# I am having a brain fart



## Lucky_lefty (May 7, 2013)

I have some wine that I made and a buddy I work with wants some for his daughters wedding. I have the name of everything I am just having issues with a logo. I was looking at 

http://www.thelabelry.com/#loaded

but theo images I have added dont look right. I am using green bottles that are 750 ml like the one on the left
https://www.google.com/search?q=pin...bottletreecreations.com%2Fbottles.htm;800;816
but I ran out and bought soe of these .the ones on the right
https://www.google.com/search?q=pin...ice-wine-bottles-for-sale_756505.html;666;500

I guess I am looking for a label that will go good on both of them.


----------



## Kraffty (May 7, 2013)

I'd offer to help but I'm not clear on what the question is? Can you show what you have so far?
Mike


----------



## Lucky_lefty (May 7, 2013)

Well Hawk Hollow will be going along the top of the label, 2012 towards the bottom and Pinot Noir under that with 12% on left bottom cornor and 750ML on right bottom corner, I dont have anything on my pc because I dont have any programs.


----------



## Lucky_lefty (May 7, 2013)

ok I designed something but I dont have a website for it so I will have to figure out where to put it so I can post it. I am very happy with it for now.


----------



## Lucky_lefty (May 7, 2013)

this is the design Marquette is for the vines I am getting so it will be a little different the year will change and ALC


----------



## Kraffty (May 7, 2013)

It looks great as is Lucky, the bird itself is awesome.
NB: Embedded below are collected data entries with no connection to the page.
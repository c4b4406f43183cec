use chrono::Utc;
use std::sync::Arc;

use super::error::DashboardServiceError;
use super::fallback::fallback_activities;
use super::model::{
    ActivityRecord, ActivityType, CourseSummary, DashboardStats, EnrollmentSummary, ListQuery,
    PaginatedActivities, StudentSummary,
};
use super::CatalogApi;

pub const MAX_PAGES: u32 = 3;
pub const ACTIVITIES_PER_PAGE: usize = 5;
pub const MAX_ACTIVITIES: usize = 15;
pub const RECENT_FETCH_LIMIT: u32 = 10;
pub(crate) const ACTIVITY_USER: &str = "Admin";

pub struct DashboardService {
    catalog: Arc<dyn CatalogApi>,
}

impl DashboardService {
    pub fn new(catalog: Arc<dyn CatalogApi>) -> Self {
        Self { catalog }
    }

    /// Totals across the catalog; any upstream failure yields all zeros
    pub async fn get_dashboard_stats(&self) -> DashboardStats {
        match self.try_dashboard_stats().await {
            Ok(stats) => stats,
            Err(e) => {
                tracing::warn!(error = %e, "Dashboard stats unavailable, returning zeros");
                DashboardStats::default()
            }
        }
    }

    pub async fn try_dashboard_stats(&self) -> Result<DashboardStats, DashboardServiceError> {
        let query = ListQuery::count_only();
        let (students, courses, enrollments) = tokio::try_join!(
            self.catalog.list_students(&query),
            self.catalog.list_courses(&query),
            self.catalog.list_enrollments(&query),
        )?;

        let total_courses = courses.total();
        Ok(DashboardStats {
            total_students: students.total(),
            total_courses,
            total_enrollments: enrollments.total(),
            // No course status upstream; every course counts as active
            active_courses: total_courses,
        })
    }

    pub async fn get_paginated_activities(
        &self,
        page: u32,
    ) -> Result<PaginatedActivities, DashboardServiceError> {
        if !(1..=MAX_PAGES).contains(&page) {
            return Err(DashboardServiceError::InvalidPage {
                page,
                max: MAX_PAGES,
            });
        }

        let activities = match self.fetch_recent_activities().await {
            Ok(activities) => activities,
            Err(e) => {
                tracing::warn!(error = %e, "Recent activities unavailable, serving placeholders");
                fallback_activities(Utc::now())
            }
        };

        Ok(paginate_activities(activities, page))
    }

    pub async fn fetch_recent_activities(
        &self,
    ) -> Result<Vec<ActivityRecord>, DashboardServiceError> {
        let query = ListQuery::most_recent(RECENT_FETCH_LIMIT);
        let (students, courses, enrollments) = tokio::try_join!(
            self.catalog.list_students(&query),
            self.catalog.list_courses(&query),
            self.catalog.list_enrollments(&query),
        )?;

        Ok(merge_activities(
            &students.data,
            &courses.data,
            &enrollments.data,
        ))
    }
}

fn student_activity(student: &StudentSummary) -> ActivityRecord {
    let name = student
        .display_name()
        .unwrap_or_else(|| "Unknown student".to_string());
    ActivityRecord {
        id: format!("student_{}", student.id),
        activity_type: ActivityType::StudentCreated,
        description: format!("New student added: {}", name),
        created_at: student.created_at,
        user: ACTIVITY_USER.to_string(),
    }
}

fn course_activity(course: &CourseSummary) -> ActivityRecord {
    let name = course
        .display_name()
        .unwrap_or_else(|| "Unknown course".to_string());
    ActivityRecord {
        id: format!("course_{}", course.id),
        activity_type: ActivityType::CourseCreated,
        description: format!("New course created: {}", name),
        created_at: course.created_at,
        user: ACTIVITY_USER.to_string(),
    }
}

fn enrollment_activity(enrollment: &EnrollmentSummary) -> ActivityRecord {
    let student = enrollment
        .student_name()
        .unwrap_or_else(|| "Unknown student".to_string());
    let course = enrollment
        .course_name()
        .unwrap_or_else(|| "Unknown course".to_string());
    ActivityRecord {
        id: format!("enrollment_{}", enrollment.id),
        activity_type: ActivityType::EnrollmentCreated,
        description: format!("Student enrolled: {} - {}", student, course),
        created_at: enrollment.created_at,
        user: ACTIVITY_USER.to_string(),
    }
}

/// Newest first, capped at `MAX_ACTIVITIES`. Ties keep students, then
/// courses, then enrollments.
pub fn merge_activities(
    students: &[StudentSummary],
    courses: &[CourseSummary],
    enrollments: &[EnrollmentSummary],
) -> Vec<ActivityRecord> {
    let mut activities: Vec<ActivityRecord> = students
        .iter()
        .map(student_activity)
        .chain(courses.iter().map(course_activity))
        .chain(enrollments.iter().map(enrollment_activity))
        .collect();

    activities.sort_by(|a, b| b.created_at.cmp(&a.created_at));
    activities.truncate(MAX_ACTIVITIES);
    activities
}

pub fn paginate_activities(activities: Vec<ActivityRecord>, page: u32) -> PaginatedActivities {
    let total_activities = activities.len();
    let total_pages = (total_activities.div_ceil(ACTIVITIES_PER_PAGE) as u32).min(MAX_PAGES);
    let start = page.saturating_sub(1) as usize * ACTIVITIES_PER_PAGE;

    PaginatedActivities {
        activities: activities
            .into_iter()
            .skip(start)
            .take(ACTIVITIES_PER_PAGE)
            .collect(),
        current_page: page,
        total_pages,
        total_activities,
        has_next_page: page < total_pages,
        has_previous_page: page > 1,
    }
}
The only suggestion, purely technical, would be to move the type in a bit and allow a little margin from the edge of the type to the cut edge of the label. You'd be surprised at the difference that makes once you have finished labels on the bottle.
Nice job.
Mike


----------



## Lucky_lefty (May 8, 2013)

Thanks It took forever to get the words where they are, I was using what ever program is on my computer, I will try to move them in with out having to do it again. I tried using Picaso and I couldnt figure out how to add text


----------



## Kraffty (May 8, 2013)

A few of the people here making some nice looking labels swear by online software called picmonkey. I've got no experience but it sounds like it could be very useful to you. www.picmonkey.com , I'm guessing once you load up your picture and add your text you can save a copy back to your computer and print or take to a quickprint to output your labels. Post another picture if it works out for you.
Mike


----------



## Lucky_lefty (May 8, 2013)

Here is a new one....


----------



## Lucky_lefty (May 8, 2013)

Final what do you think?


----------



## saramc (May 16, 2013)

Lucky_lefty said:


> Final what do you think?
> 
> http://s166.photobucket.com/user/vatican_911/media/HawkHollowlabel3rdattempt_zps1051e3a7.jpg.html



I think the label looks great. If your system has MS Publisher on it, it is very simple to create labels on.


----------



## DirtyDawg10 (May 17, 2013)

Nice label!


----------



## Lucky_lefty (May 17, 2013)

thank you, it took about a week to get it right where I wanted it.


----------